Now, there are a few things to think of while you're at it. When checking dump files like this, you need to generate .pdb files when you compile and link your executable. Otherwise there's no chance of mapping the dump data to human readable data, e.g. to get good callstacks and values of variables etc. This also means that you have to save these .pdb files. You need to be able to match them exactly against that very release. Since the dump files are date stamped with the date stamp of the executable, the debugger needs the exact pdb files. It doesn't matter if your code hasn't changed a single bit, if the .pdb files belong to another compilation session, you're toast.
I encourage every windows win32 developer to check out Oleg Starodumov's site DebugInfo.com. It contains a lot of samples and tutorials and how you can configure and tune your dump file generation. There are of course a myriad of ways to exclude certain data, create your custom debug message to attach to the dump etc.
Keep in mind that minidumps will contain very limited information about the application state at exception time. The trade off is a small file (around 50-100 kB depending on your settings). But if you want, you can create a full dump, which will contain the state of the whole application, i.e. globals and even kernel objects. These files can be HUGE and should only be used at extreme cases.
If there are legal aspects, just make sure your customers are aware of what you're doing. I bet you already have some contract where you aren't supposed to reveal business secrets or other legal aspects. If customers complain, convince them how important it is to find bugs and that this will improve the quality of the software drastically. More or less higher quality at the cost of nothing. If it doesn't cost them anything, that's also a good argument :)
Finally, here's another great site if you want to read up more on crash dump analysis: dumpanalysis.org
Hope this helps. Please comment if you want me to explain more.
Cheers !
Edit:
Just wanted to add that MiniDumpWriteDump() requires that you have a pointer to a MINIDUMP-EXCEPTION-INFORMATION (with underscores) struct. But the GetExceptionInformation() macro provides this for you at time of exception in your exception handler (structured exception handling or SEH):
__try {
}
__except (YourHandlerFunction(GetExceptionInformation())) {
}
YourHandlerFunction() will be the one taking care of generating the minidump (or some other function down the call chain). Also, if you have custom errors in your program, e.g. something happens that should not happen but technically is not an exception, you can use RaiseException() to create your own.
GetExceptionInformation() can only be used in this context and nowhere else during program execution.
Crash dumps are a pretty common troubleshooting method and can be very effective, especially for problems that only reproduce at the customer's site.
Just make sure the customer/client understands what you're doing and that you have permission. It's possible that a crash dump can have sensitive information that a customer may not want (or be permitted) to let walk out the door or over the wire.
Better than that there are libraries that will upload crash data back you.
BugDump and BugSplat
And there's the Microsoft way:
http://msdn.microsoft.com/en-us/library/aa936273.aspx
Disclaimer: I am not a lawyer, nor do I pretend to be one, this is not legal advice.
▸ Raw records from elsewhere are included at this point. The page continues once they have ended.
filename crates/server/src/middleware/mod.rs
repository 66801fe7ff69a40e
//! HTTP middleware.

pub mod request_id;

pub use request_id::{REQUEST_ID_HEADER, request_id_middleware};
//! Application state shared across handlers.

use std::sync::Arc;

use sqlx::PgPool;

use crate::cache::{CACHE_TTL, CustomerCache, MokaBackend};
use crate::config::ServerConfig;
use crate::services::{CustomerService, PgStore};

/// The service as wired in production.
pub type Service = CustomerService<PgStore, MokaBackend>;

/// Application state shared across all handlers.
///
/// Cheaply cloneable via `Arc`; the pool and cache are created once at
/// startup and handed to every request through this value.
#[derive(Clone)]
pub struct AppState {
    inner: Arc<AppStateInner>,
}

struct AppStateInner {
    service: Service,
}

impl AppState {
    /// Create a new application state over `pool` with an empty cache sized
    /// from `config`.
    #[must_use]
    pub fn new(config: &ServerConfig, pool: PgPool) -> Self {
        let cache = CustomerCache::new(MokaBackend::new(config.cache_capacity, CACHE_TTL));
        let service = CustomerService::new(PgStore::new(pool), cache);

        Self {
            inner: Arc::new(AppStateInner { service }),
        }
    }

    /// Get a reference to the customer service.
    #[must_use]
    pub fn service(&self) -> &Service {
        &self.inner.service
    }

    /// Get a reference to the database connection pool.
    #[must_use]
    pub fn pool(&self) -> &PgPool {
        self.inner.service.store().pool()
    }
}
The data you can include in logs and crash dumps also depend on what domain you are working in. For example, medical equipment and patient information systems often contain sensitive data about patients that should not be visible to unauthorized persons.
The HIPAA Privacy Rule regulates
the use and disclosure of certain
information held by "covered entities"
(...) It establishes regulations for
the use and disclosure of Protected
Health Information (PHI). PHI is any
information held by a covered entity
which concerns health status,
provision of health care, or payment
for health care that can be linked to
an individual.[10] This is interpreted
rather broadly and includes any part
of an individual's medical record or
payment history. --Wikipedia
It should not be possible to link health information to an individual. The crash dumps and logs should be anonymized and stripped of any sensitive information, or not sent at all.
Maybe this does not apply to your specific case, so this is more of a general note. I think it applies to other domains that handle sensitive information, such as military and financial, and so on.
Basically the easiest way to produce a dumpfile is by using adplus. You don't need to change your code.
Adplus is part of the debugging tools for windows, as mentioned in the article above.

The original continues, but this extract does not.